If DNA origami were a lego project, "base pairs" would be the bricks

If DNA origami were a lego project, "base pairs" — the biological units that make up the DNA double helix — would be the bricks. These units follow strict pairing rules, such that base "A" can only combine with base "T" to form a unit, whereas "C" can only link itself to "G." And when they're combined, base pairs form very predictable shapes — ones that scientists have begun to harness. This is the field of DNA nanotechnology, a field that aims to design and manufacture tiny structures made of DNA that can then be used to deliver drugs, or even to make electronics. Currently, DNA manipulation is time-consuming and costly; the new method promises to make it simpler and cheaper.

That's why today's study matters. It's a solid step toward a fully automated construction method — one that wouldn't be unlike your friendly neighborhood 3D printer, except with DNA.

The design process, from start to finish. (Erik Benson and Björn Högberg)
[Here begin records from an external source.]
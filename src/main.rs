use std::net::SocketAddr;
use std::sync::Arc;
use std::time::Duration;

use anyhow::{Context, Result};
use clap::Parser;
use tracing::{info, Level};
use tracing_subscriber::{EnvFilter, FmtSubscriber};

use pr_reviewer::connector::api::{Container, ContainerConfig, Router};
use pr_reviewer::connector::http::{self, ServerConfig};
use pr_reviewer::{Commands, OutputFormat};

#[derive(Parser)]
#[command(name = "pr-reviewer")]
#[command(author, version, about, long_about = None)]
struct Cli {
    #[arg(short, long, global = true)]
    verbose: bool,

    #[arg(
        short,
        long,
        global = true,
        env = "PR_REVIEWER_DATA_DIR",
        default_value = "~/.pr-reviewer"
    )]
    data_dir: String,

    /// Keep state in memory only; everything is lost on exit
    #[arg(long, global = true)]
    memory_storage: bool,

    /// Print results as JSON instead of text
    #[arg(long, global = true)]
    json: bool,

    #[command(subcommand)]
    command: Commands,
}

#[tokio::main]
async fn main() -> Result<()> {
    let cli = Cli::parse();

    let level = if cli.verbose {
        Level::DEBUG
    } else {
        Level::INFO
    };
    let filter =
        EnvFilter::try_from_default_env().unwrap_or_else(|_| EnvFilter::new(level.as_str()));
    let subscriber = FmtSubscriber::builder()
        .with_env_filter(filter)
        .with_target(false)
        .with_writer(std::io::stderr)
        .finish();
    tracing::subscriber::set_global_default(subscriber)?;

    let container = Container::new(ContainerConfig {
        data_dir: expand_tilde(&cli.data_dir),
        memory_storage: cli.memory_storage,
    })?;

    if let Commands::Serve {
        addr,
        request_timeout_secs,
    } = cli.command
    {
        let addr: SocketAddr = addr
            .parse()
            .with_context(|| format!("Invalid listen address '{}'", addr))?;
        if container.memory_storage() {
            info!("Serving with in-memory storage");
        } else {
            info!("Serving with data dir {}", container.data_dir());
        }
        return http::serve(
            Arc::new(container),
            ServerConfig {
                addr,
                request_timeout: Duration::from_secs(request_timeout_secs),
            },
        )
        .await;
    }

    let format = if cli.json {
        OutputFormat::Json
    } else {
        OutputFormat::Text
    };
    let router = Router::new(&container, format);
    let output = router.route(cli.command).await?;
    println!("{}", output);

    Ok(())
}

fn expand_tilde(path: &str) -> String {
    if path == "~" || path.starts_with("~/") {
        if let Some(home) = std::env::var_os("HOME") {
            if path == "~" {
                return home.to_string_lossy().to_string();
            }
            return path.replacen("~", &home.to_string_lossy(), 1);
        }
    }
    path.to_string()
}
//! Wire shapes for the JSON API. The CLI reuses them for `--json` output.

use chrono::{DateTime, Utc};
use serde::{Deserialize, Serialize};

use crate::domain::{NewTeamMember, PullRequest, PullRequestStatus, ReviewerStat, Team, User};

#[derive(Debug, Deserialize)]
pub struct CreateTeamRequest {
    pub team_name: String,
    #[serde(default)]
    pub members: Vec<NewTeamMember>,
}

#[derive(Debug, Deserialize)]
pub struct TeamQuery {
    pub team_name: String,
}

#[derive(Debug, Deserialize)]
pub struct SetIsActiveRequest {
    pub user_id: String,
    pub is_active: bool,
}

#[derive(Debug, Deserialize)]
pub struct UserQuery {
    pub user_id: String,
}

#[derive(Debug, Deserialize)]
pub struct CreatePullRequestRequest {
    pub pull_request_id: String,
    pub pull_request_name: String,
    pub author_id: String,
}

#[derive(Debug, Deserialize)]
pub struct MergePullRequestRequest {
    pub pull_request_id: String,
}

#[derive(Debug, Deserialize)]
pub struct ReassignRequest {
    pub pull_request_id: String,
    pub old_user_id: String,
}

#[derive(Debug, Serialize, Deserialize, PartialEq)]
pub struct TeamMemberResponse {
    pub user_id: String,
    pub username: String,
    pub is_active: bool,
}

#[derive(Debug, Serialize, Deserialize, PartialEq)]
pub struct TeamResponse {
    pub team_name: String,
    pub members: Vec<TeamMemberResponse>,
}

impl TeamResponse {
    pub fn new(team: &Team, members: &[User]) -> Self {
        Self {
            team_name: team.name().to_string(),
            members: members
                .iter()
                .map(|u| TeamMemberResponse {
                    user_id: u.id().to_string(),
                    username: u.name().to_string(),
                    is_active: u.is_active(),
                })
                .collect(),
        }
    }
}

#[derive(Debug, Serialize, Deserialize)]
pub struct TeamEnvelope {
    pub team: TeamResponse,
}

#[derive(Debug, Serialize, Deserialize, PartialEq)]
pub struct UserResponse {
    pub user_id: String,
    pub username: String,
    pub team_name: String,
    pub is_active: bool,
}

impl From<&User> for UserResponse {
    fn from(user: &User) -> Self {
        Self {
            user_id: user.id().to_string(),
            username: user.name().to_string(),
            team_name: user.team_name().to_string(),
            is_active: user.is_active(),
        }
    }
}

#[derive(Debug, Serialize, Deserialize)]
pub struct UserEnvelope {
    pub user: UserResponse,
}

#[derive(Debug, Serialize, Deserialize, PartialEq)]
pub struct PullRequestResponse {
    pub pull_request_id: String,
    pub pull_request_name: String,
    pub author_id: String,
    pub status: PullRequestStatus,
    pub assigned_reviewers: Vec<String>,
    pub created_at: DateTime<Utc>,
    pub merged_at: Option<DateTime<Utc>>,
}

impl From<&PullRequest> for PullRequestResponse {
    fn from(pr: &PullRequest) -> Self {
        Self {
            pull_request_id: pr.id().to_string(),
            pull_request_name: pr.title().to_string(),
            author_id: pr.author_id().to_string(),
            status: pr.status(),
            assigned_reviewers: pr.reviewers().to_vec(),
            created_at: pr.created_at(),
            merged_at: pr.merged_at(),
        }
    }
}

#[derive(Debug, Serialize, Deserialize)]
pub struct PullRequestEnvelope {
    pub pr: PullRequestResponse,
}

#[derive(Debug, Serialize, Deserialize)]
pub struct ReassignResponse {
    pub pr: PullRequestResponse,
    pub replaced_by: String,
}

/// Summary row used when listing a reviewer's pull requests.
#[derive(Debug, Serialize, Deserialize, PartialEq)]
pub struct PullRequestShort {
    pub pull_request_id: String,
    pub pull_request_name: String,
    pub author_id: String,
    pub status: PullRequestStatus,
}

impl From<&PullRequest> for PullRequestShort {
    fn from(pr: &PullRequest) -> Self {
        Self {
            pull_request_id: pr.id().to_string(),
            pull_request_name: pr.title().to_string(),
            author_id: pr.author_id().to_string(),
            status: pr.status(),
        }
    }
}

#[derive(Debug, Serialize, Deserialize)]
pub struct UserReviewsResponse {
    pub user_id: String,
    pub pull_requests: Vec<PullRequestShort>,
}

impl UserReviewsResponse {
    pub fn new(user_id: &str, pull_requests: &[PullRequest]) -> Self {
        Self {
            user_id: user_id.to_string(),
            pull_requests: pull_requests.iter().map(PullRequestShort::from).collect(),
        }
    }
}

#[derive(Debug, Serialize, Deserialize)]
pub struct ReviewerStatsResponse {
    pub items: Vec<ReviewerStat>,
}

#[derive(Debug, Serialize, Deserialize)]
pub struct HealthResponse {
    pub status: String,
}

#[derive(Debug, Serialize, Deserialize)]
pub struct ErrorBody {
    pub code: String,
    pub message: String,
}

#[derive(Debug, Serialize, Deserialize)]
pub struct ErrorEnvelope {
    pub error: ErrorBody,
}
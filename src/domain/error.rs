use thiserror::Error;

#[derive(Debug, Error)]
pub enum DomainError {
    #[error("Not found: {0}")]
    NotFound(String),

    #[error("Team already exists: {0}")]
    TeamExists(String),

    #[error("Pull request already exists: {0}")]
    PullRequestExists(String),

    #[error("Pull request is merged: {0}")]
    PullRequestMerged(String),

    #[error("Reviewer not assigned: {0}")]
    NotAssigned(String),

    #[error("No candidate available: {0}")]
    NoCandidate(String),

    #[error("User already belongs to another team: {0}")]
    UserInAnotherTeam(String),

    #[error("Invalid input: {0}")]
    InvalidInput(String),

    #[error("Storage error: {0}")]
    StorageError(String),
}

impl DomainError {
    pub fn not_found(msg: impl Into<String>) -> Self {
        Self::NotFound(msg.into())
    }

    pub fn team_exists(name: impl Into<String>) -> Self {
        Self::TeamExists(name.into())
    }

    pub fn pull_request_exists(id: impl Into<String>) -> Self {
        Self::PullRequestExists(id.into())
    }

    pub fn pull_request_merged(id: impl Into<String>) -> Self {
        Self::PullRequestMerged(id.into())
    }

    pub fn not_assigned(msg: impl Into<String>) -> Self {
        Self::NotAssigned(msg.into())
    }

    pub fn no_candidate(msg: impl Into<String>) -> Self {
        Self::NoCandidate(msg.into())
    }

    pub fn user_in_another_team(msg: impl Into<String>) -> Self {
        Self::UserInAnotherTeam(msg.into())
    }

    pub fn invalid_input(msg: impl Into<String>) -> Self {
        Self::InvalidInput(msg.into())
    }

    pub fn storage(msg: impl Into<String>) -> Self {
        Self::StorageError(msg.into())
    }

    pub fn is_not_found(&self) -> bool {
        matches!(self, Self::NotFound(_))
    }

    /// True for both team and pull request uniqueness conflicts.
    pub fn is_already_exists(&self) -> bool {
        matches!(self, Self::TeamExists(_) | Self::PullRequestExists(_))
    }

    pub fn is_storage_error(&self) -> bool {
        matches!(self, Self::StorageError(_))
    }
}
use std::fmt;
use std::str::FromStr;

use chrono::{DateTime, Utc};
use serde::{Deserialize, Serialize};

use crate::domain::DomainError;

/// Upper bound on reviewers assigned to a single pull request.
pub const MAX_REVIEWERS: usize = 2;

#[derive(Debug, Clone, Copy, PartialEq, Eq, Serialize, Deserialize)]
#[serde(rename_all = "UPPERCASE")]
pub enum PullRequestStatus {
    Open,
    Merged,
}

impl PullRequestStatus {
    pub fn as_str(&self) -> &'static str {
        match self {
            PullRequestStatus::Open => "OPEN",
            PullRequestStatus::Merged => "MERGED",
        }
    }
}

impl fmt::Display for PullRequestStatus {
    fn fmt(&self, f: &mut fmt::Formatter<'_>) -> fmt::Result {
        f.write_str(self.as_str())
    }
}

impl FromStr for PullRequestStatus {
    type Err = DomainError;

    fn from_str(s: &str) -> Result<Self, Self::Err> {
        match s {
            "OPEN" => Ok(PullRequestStatus::Open),
            "MERGED" => Ok(PullRequestStatus::Merged),
            other => Err(DomainError::invalid_input(format!(
                "Unknown pull request status '{}'",
                other
            ))),
        }
    }
}

#[derive(Debug, Clone, PartialEq, Eq, Serialize, Deserialize)]
pub struct PullRequest {
    id: String,
    title: String,
    author_id: String,
    status: PullRequestStatus,
    created_at: DateTime<Utc>,
    merged_at: Option<DateTime<Utc>>,
    /// Ordered; position is kept stable across reassignment.
    reviewers: Vec<String>,
}

impl PullRequest {
    /// Opens a new pull request, rejecting reviewer lists that break the
    /// cap, contain duplicates or name the author.
    pub fn open(
        id: impl Into<String>,
        title: impl Into<String>,
        author_id: impl Into<String>,
        reviewers: Vec<String>,
        created_at: DateTime<Utc>,
    ) -> Result<Self, DomainError> {
        let id = id.into();
        let title = title.into();
        let author_id = author_id.into();

        if id.trim().is_empty() {
            return Err(DomainError::invalid_input("pull request id is required"));
        }
        if title.trim().is_empty() {
            return Err(DomainError::invalid_input("pull request title is required"));
        }
        if reviewers.len() > MAX_REVIEWERS {
            return Err(DomainError::invalid_input(format!(
                "at most {} reviewers allowed, got {}",
                MAX_REVIEWERS,
                reviewers.len()
            )));
        }
        if reviewers.iter().any(|r| *r == author_id) {
            return Err(DomainError::invalid_input(
                "author cannot review their own pull request",
            ));
        }
        for (i, reviewer) in reviewers.iter().enumerate() {
            if reviewers[..i].contains(reviewer) {
                return Err(DomainError::invalid_input(format!(
                    "reviewer {} listed twice",
                    reviewer
                )));
            }
        }

        Ok(Self {
            id,
            title,
            author_id,
            status: PullRequestStatus::Open,
            created_at,
            merged_at: None,
            reviewers,
        })
    }

    /// Reconstitutes from persisted data (used by adapters).
    pub fn reconstitute(
        id: String,
        title: String,
        author_id: String,
        status: PullRequestStatus,
        created_at: DateTime<Utc>,
        merged_at: Option<DateTime<Utc>>,
        reviewers: Vec<String>,
    ) -> Self {
        Self {
            id,
            title,
            author_id,
            status,
            created_at,
            merged_at,
            reviewers,
        }
    }

    pub fn id(&self) -> &str {
        &self.id
    }

    pub fn title(&self) -> &str {
        &self.title
    }

    pub fn author_id(&self) -> &str {
        &self.author_id
    }

    pub fn status(&self) -> PullRequestStatus {
        self.status
    }

    pub fn created_at(&self) -> DateTime<Utc> {
        self.created_at
    }

    pub fn merged_at(&self) -> Option<DateTime<Utc>> {
        self.merged_at
    }

    pub fn reviewers(&self) -> &[String] {
        &self.reviewers
    }

    pub fn is_merged(&self) -> bool {
        self.status == PullRequestStatus::Merged
    }

    pub fn can_change_reviewers(&self) -> bool {
        self.status == PullRequestStatus::Open
    }

    pub fn has_reviewer(&self, user_id: &str) -> bool {
        self.reviewers.iter().any(|r| r == user_id)
    }

    pub fn reviewer_position(&self, user_id: &str) -> Option<usize> {
        self.reviewers.iter().position(|r| r == user_id)
    }

    /// Marks the pull request merged. A merged pull request keeps its
    /// original timestamp; returns whether anything changed.
    pub fn merge(&mut self, at: DateTime<Utc>) -> bool {
        if self.is_merged() {
            return false;
        }
        self.status = PullRequestStatus::Merged;
        self.merged_at = Some(at);
        true
    }

    /// Swaps `old_reviewer` for `new_reviewer` in place.
    pub fn replace_reviewer(
        &mut self,
        old_reviewer: &str,
        new_reviewer: &str,
    ) -> Result<(), DomainError> {
        if !self.can_change_reviewers() {
            return Err(DomainError::pull_request_merged(self.id.clone()));
        }
        let position = self.reviewer_position(old_reviewer).ok_or_else(|| {
            DomainError::not_assigned(format!(
                "user {} is not a reviewer of {}",
                old_reviewer, self.id
            ))
        })?;
        if new_reviewer == self.author_id {
            return Err(DomainError::invalid_input(
                "author cannot review their own pull request",
            ));
        }
        if self.has_reviewer(new_reviewer) {
            return Err(DomainError::invalid_input(format!(
                "user {} already reviews {}",
                new_reviewer, self.id
            )));
        }

        self.reviewers[position] = new_reviewer.to_string();
        Ok(())
    }
}
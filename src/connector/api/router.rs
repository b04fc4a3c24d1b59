use anyhow::Result;

use crate::cli::{Commands, OutputFormat};

use super::container::Container;
use super::controller::{PullRequestController, StatsController, TeamController, UserController};

pub struct Router<'a> {
    team_controller: TeamController<'a>,
    user_controller: UserController<'a>,
    pull_request_controller: PullRequestController<'a>,
    stats_controller: StatsController<'a>,
    format: OutputFormat,
}

impl<'a> Router<'a> {
    pub fn new(container: &'a Container, format: OutputFormat) -> Self {
        Self {
            team_controller: TeamController::new(container),
            user_controller: UserController::new(container),
            pull_request_controller: PullRequestController::new(container),
            stats_controller: StatsController::new(container),
            format,
        }
    }

    pub async fn route(&self, command: Commands) -> Result<String> {
        let format = self.format;
        match command {
            Commands::AddTeam {
                name,
                members,
                inactive,
            } => self.team_controller.add(name, members, inactive, format).await,
            Commands::GetTeam { name } => self.team_controller.get(name, format).await,
            Commands::SetActive { user_id, active } => {
                self.user_controller.set_active(user_id, active, format).await
            }
            Commands::Reviews { user_id } => self.user_controller.reviews(user_id, format).await,
            Commands::CreatePr {
                id,
                title,
                author_id,
            } => {
                self.pull_request_controller
                    .create(id, title, author_id, format)
                    .await
            }
            Commands::Merge { id } => self.pull_request_controller.merge(id, format).await,
            Commands::Reassign {
                pr_id,
                old_reviewer_id,
            } => {
                self.pull_request_controller
                    .reassign(pr_id, old_reviewer_id, format)
                    .await
            }
            Commands::Stats { team_name } => self.stats_controller.stats(team_name, format).await,
            Commands::Serve { .. } => unreachable!("serve is handled separately in main"),
        }
    }
}
use anyhow::Result;

use crate::cli::OutputFormat;
use crate::connector::http::dto::{UserEnvelope, UserResponse, UserReviewsResponse};
use crate::domain::PullRequest;

use super::super::Container;

pub struct UserController<'a> {
    container: &'a Container,
}

impl<'a> UserController<'a> {
    pub fn new(container: &'a Container) -> Self {
        Self { container }
    }

    pub async fn set_active(
        &self,
        user_id: String,
        active: bool,
        format: OutputFormat,
    ) -> Result<String> {
        let user = self
            .container
            .user_service()
            .set_active(&user_id, active)
            .await?;

        Ok(match format {
            OutputFormat::Json => serde_json::to_string_pretty(&UserEnvelope {
                user: UserResponse::from(&user),
            })?,
            OutputFormat::Text => format!(
                "{} ({}) in team {} is now {}",
                user.name(),
                user.id(),
                user.team_name(),
                if user.is_active() { "active" } else { "inactive" }
            ),
        })
    }

    pub async fn reviews(&self, user_id: String, format: OutputFormat) -> Result<String> {
        let pull_requests = self.container.user_service().get_reviews(&user_id).await?;

        Ok(match format {
            OutputFormat::Json => {
                serde_json::to_string_pretty(&UserReviewsResponse::new(&user_id, &pull_requests))?
            }
            OutputFormat::Text => self.format_reviews(&user_id, &pull_requests),
        })
    }

    fn format_reviews(&self, user_id: &str, pull_requests: &[PullRequest]) -> String {
        if pull_requests.is_empty() {
            return format!("{} has no pull requests to review.", user_id);
        }

        let mut output = format!("Pull requests reviewed by {}:\n\n", user_id);
        for pr in pull_requests {
            output.push_str(&format!(
                "  {} [{}] {} (author {})\n",
                pr.id(),
                pr.status(),
                pr.title(),
                pr.author_id()
            ));
        }
        output
    }
}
In the study, the researchers used design software to draw complex shapes in 3D, such as a bottle, a bunny, and a waving humanoid. Then, they used their specially tailored computer algorithms to plan the DNA scaffolding that would form the 3D object. So when the researchers ran their algorithms on a 3D bunny, for example, the computer spat out a list of short DNA sequences that — when combined under the right temperature conditions — would automatically assemble to form the rabbit in question.

Algorithms map out the DNA sequences that will make a bunny

The next step was to order the building materials — so the researchers sent their computer-generated list to a company called Integrated DNA Technologies, which specializes in manufacturing DNA from viruses. They got their supplies: small tests tubes filled with close to 200 short strands of DNA. Putting these manufactured DNA strands through warming and cooling procedures prompted them to automatically assemble, following the exact path the algorithm had determined.

By the time the researchers were done, they had tiny nanoscale, rabbit-shaped DNA on their hands. "All the DNA strands find their right place in the structure," says Björn Högberg, a chemical engineer at the Karolinska Institute in Sweden and a co-author of the study.

A ball, a nicked torus, a rod, a helix, a waving stickman, a bottle, and a version of the Stanford bunny. (Högberg et al, 2015)

"[This] has not been done before, it is novel and surprising," says Thorsten Schmidt, a chemist at the Dresden University of Technology who didn't work on the study. "In fact, we have a very related study under review at the moment and the only bad aspect of Björn Högberg’s study is that they were faster than us."

"The only bad aspect of Björn Högberg’s study is that they were faster than us."

The bunny, while cute, wasn’t the point of the study. Rather, it’s a demonstration that scientists can automatically generate a DNA sequence to form a complex shape — the closest thing to 3D printing on a very tiny scale. "It’s almost a one-click procedure," Högberg says. And if scientists can fully automate the process, they’ll have a real DNA printer at their disposal — one that could, among other things, make drugs easier to deliver to the right places in the body.

Actually, there are a lot of ideas about how these techniques could be used. In addition to drug delivery, researchers are working on coating the DNA structures with non-biological materials, like gold, that react when the structure comes in contact with light.

Drug delivery methods and gold-covered DNA

But at this point, the bunny and the bottle don't do all that much. "We're not really concerned with the genetic information," Högberg says. "We're using DNA purely as a construction material."

Now that the study has been published, the researchers want to find a way to make their own construction materials. That may mean using natural DNA — taken from a plant or bacteria that they cultivate themselves — instead of synthetic DNA, Högberg says.

"We're getting very good at making structures at the nanoscale," Högberg says. Researchers just need to find a way to make lots tiny DNA bunnies cheaply — and all at once.